Award-winning journalist Patti Hartigan was a longtime staff member at the Boston Globe where she served as an arts reporter and drama critic. She met August Wilson in 1987 and interviewed him many times over the years, including in-depth for a long-form piece that ran just before his death in 2005. Hartigan book start before he was born in 1945, Frederick August Kittel Jr. to a German pastry chef and an African American woman.
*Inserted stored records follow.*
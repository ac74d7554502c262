//! View-session management.
//!
//! Each browser page gets its own view session holding the state the page
//! renders from: which screen is showing, the prompt, whether a request is in
//! flight, and the last outcome. Sessions live in memory only.
//!
//! # Example
//!
//! ```rust
//! use healthcare_assistant_ui::domain::DomainTag;
//! use healthcare_assistant_ui::session::{Screen, SessionStore};
//!
//! let store = SessionStore::new();
//! let session = store.create();
//! session.select_domain(DomainTag::Insulin);
//! assert_eq!(session.snapshot().screen, Screen::Chat(DomainTag::Insulin));
//!
//! session.back();
//! assert_eq!(session.snapshot().screen, Screen::Landing);
//! ```

mod view;

pub use view::{
    DEFAULT_IDLE_TIMEOUT, Outcome, ResultTab, Screen, SessionStore, SubmitRejected, SubmitTicket,
    ViewSession, ViewState,
};
//! Prompt form.

use leptos::prelude::*;

use crate::ui::components::{Button, ButtonVariant, LoaderIcon};
use crate::ui::session_action;

const PLACEHOLDER: &str =
    "Hey 👋 I'm here for both brains & health. Wanna spin up a test case or just chat health stuff?";

/// Free-text prompt and the submit button.
///
/// Empty prompts are allowed through. While a request is in flight the
/// button is disabled; in the browser htmx also disables it for the duration
/// of the request and shows the indicator.
#[component]
pub fn PromptForm(session_id: String, prompt: String, submitting: bool) -> impl IntoView {
    let action = session_action(&session_id, "submit");
    let label = if submitting { "⏳ Processing..." } else { "Scan Me" };

    view! {
        <form
            class="prompt-form"
            method="post"
            action=action.clone()
            hx-post=action
            hx-target="#view"
            hx-swap="outerHTML"
            hx-disabled-elt="find button[type='submit']"
            hx-indicator="find .submit-indicator"
        >
            <textarea name="prompt" class="chat-input" placeholder=PLACEHOLDER>
                {prompt}
            </textarea>

            <Button variant=ButtonVariant::Primary disabled=submitting class="submit">
                {label}
            </Button>

            <span class="submit-indicator htmx-indicator">
                <LoaderIcon />
                " Processing..."
            </span>
        </form>
    }
}
//! Layered application configuration.
//!
//! Priority, lowest first: built-in defaults, YAML config file, `GTG_`-prefixed
//! environment variables, CLI flags (which also read their own env vars).

use std::path::Path;
use std::time::Duration;

use clap::Parser;
use config::{Config, Environment, File, FileFormat};
use serde::{Deserialize, Serialize};

/// Fallback backend used when nothing else is configured.
pub const DEFAULT_BACKEND_URL: &str = "http://127.0.0.1:8080";

#[derive(Parser, Debug)]
#[command(author, version, about, long_about = None)]
pub struct Cli {
    /// Config file path
    #[arg(short, long, env = "CONFIG_FILE")]
    pub config: Option<String>,

    /// Port to listen on
    #[arg(long, env = "PORT")]
    pub port: Option<u16>,

    /// Base URL of the assistant service (the `/chat` endpoint lives below it)
    #[arg(long, env = "BACKEND_URL")]
    pub backend_url: Option<String>,

    /// How results are laid out: `stacked` or `tabbed`
    #[arg(long, env = "DISPLAY_MODE")]
    pub display_mode: Option<String>,
}

#[derive(Debug, Deserialize, Clone)]
pub struct AppConfig {
    pub server: ServerConfig,
    pub backend: BackendConfig,
    pub ui: UiConfig,
    pub sessions: SessionConfig,
    pub log: LogConfig,
}

#[derive(Debug, Deserialize, Clone)]
pub struct ServerConfig {
    pub port: u16,
    pub host: String,
}

#[derive(Debug, Deserialize, Clone)]
pub struct BackendConfig {
    pub base_url: String,
    pub timeout_secs: u64,
}

impl BackendConfig {
    #[must_use]
    pub fn timeout(&self) -> Duration {
        Duration::from_secs(self.timeout_secs)
    }
}

#[derive(Debug, Deserialize, Clone)]
pub struct UiConfig {
    pub display_mode: DisplayMode,
    pub htmx_url: String,
    /// Directory served under `/static`.
    pub static_dir: String,
}

#[derive(Debug, Deserialize, Clone)]
pub struct SessionConfig {
    pub idle_timeout_secs: u64,
    pub sweep_interval_secs: u64,
}

#[derive(Debug, Deserialize, Clone)]
pub struct LogConfig {
    pub format: LogFormat,
}

/// Result layout.
#[derive(Debug, Clone, Copy, Default, PartialEq, Eq, Serialize, Deserialize)]
#[serde(rename_all = "lowercase")]
pub enum DisplayMode {
    /// Every non-empty section, one after another.
    #[default]
    Stacked,
    /// One section at a time behind a tab selector.
    Tabbed,
}

impl DisplayMode {
    #[must_use]
    pub fn as_str(self) -> &'static str {
        match self {
            Self::Stacked => "stacked",
            Self::Tabbed => "tabbed",
        }
    }
}

#[derive(Debug, Clone, Copy, Default, PartialEq, Eq, Deserialize)]
#[serde(rename_all = "lowercase")]
pub enum LogFormat {
    #[default]
    Compact,
    Json,
}

impl AppConfig {
    pub fn load() -> Result<Self, config::ConfigError> {
        Self::load_from_args(std::env::args())
    }

    pub fn load_from_args<I, T>(args: I) -> Result<Self, config::ConfigError>
    where
        I: IntoIterator<Item = T>,
        T: Into<std::ffi::OsString> + Clone,
    {
        let cli =
            Cli::try_parse_from(args).map_err(|e| config::ConfigError::Message(e.to_string()))?;

        let mut builder = Config::builder()
            .set_default("server.port", 3000)?
            .set_default("server.host", "0.0.0.0")?
            .set_default("backend.base_url", DEFAULT_BACKEND_URL)?
            .set_default("backend.timeout_secs", 120)?
            .set_default("ui.display_mode", "stacked")?
            .set_default("ui.htmx_url", "https://unpkg.com/htmx.org@2.0.8/dist/htmx.min.js")?
            .set_default("ui.static_dir", "static")?
            .set_default("sessions.idle_timeout_secs", 30 * 60)?
            .set_default("sessions.sweep_interval_secs", 60)?
            .set_default("log.format", "compact")?;

        // Explicit file wins over ./config.yaml.
        match &cli.config {
            Some(path) => {
                builder = builder.add_source(File::new(path, FileFormat::Yaml).required(true));
            }
            None if Path::new("config.yaml").exists() => {
                builder = builder.add_source(File::new("config.yaml", FileFormat::Yaml));
            }
            None => {}
        }

        // E.g. GTG_SERVER__PORT=8000, GTG_BACKEND__BASE_URL=https://...
        builder = builder.add_source(
            Environment::with_prefix("GTG")
                .prefix_separator("_")
                .separator("__")
                .try_parsing(true),
        );

        if let Some(port) = cli.port {
            builder = builder.set_override("server.port", port)?;
        }
        if let Some(url) = cli.backend_url {
            builder = builder.set_override("backend.base_url", url)?;
        }
        if let Some(mode) = cli.display_mode {
            builder = builder.set_override("ui.display_mode", mode.to_lowercase())?;
        }

        let cfg: Self = builder.build()?.try_deserialize()?;
        cfg.validate()?;
        Ok(cfg)
    }

    fn validate(&self) -> Result<(), config::ConfigError> {
        let parsed = url::Url::parse(&self.backend.base_url).map_err(|e| {
            config::ConfigError::Message(format!(
                "backend.base_url `{}` is not a valid URL: {e}",
                self.backend.base_url
            ))
        })?;
        if !matches!(parsed.scheme(), "http" | "https") {
            return Err(config::ConfigError::Message(format!(
                "backend.base_url must be http or https, got `{}`",
                parsed.scheme()
            )));
        }
        if self.backend.timeout_secs == 0 {
            return Err(config::ConfigError::Message(
                "backend.timeout_secs must be greater than zero".to_string(),
            ));
        }
        Ok(())
    }
}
Hartigan begins by describing the formidable matriarchs in his ancestry, including his mother, Daisy Wilson, his grandmother, Zonia, and his great-grandmother, Eller, who had more than one run-in with the law in the mountains of North Carolina.
Let's get into our first conversation about August Wilson: A Life.
MUSIC - Luscious Jackson
August Wilson's family story begins on Spear Tops Mountain in North Carolina and we meet the matriarchs, his great-grandmother, Sarah “Eller” Cutler and there are a lot of stories about Sarah “Eller” Cutler on that mountain. What is one that's true and telling about who she was and what are some of the non-documented legends?
Patti Hartigan: Well, with that period of history, it's very hard to document. When the census takers showed up at the door, it depended on whose kids were there, who answered the door, who felt like they needed to give a different name, et cetera. The story of Willard Justice being held up there is absolutely true. That's documented in news many, many newspapers. The story behind it is what's a little fuzzy where why was he near her house? Why was he up on the mountain? What were they chasing him for? We don't know, but that scene that I painted the very beginning of the book actually happened.
Alison Stewart: Her daughter, Zonia, worked as a domestic and told people that a white man had raped her and that her children, August Wilson's mother included, Daisy, were the result. Zonia died when August Wilson was five, and he only learned about her through his mom, but he does name a character and Joe Turner's Come and Gone Zonia. Why would he name a character after a woman that he really had no memory of?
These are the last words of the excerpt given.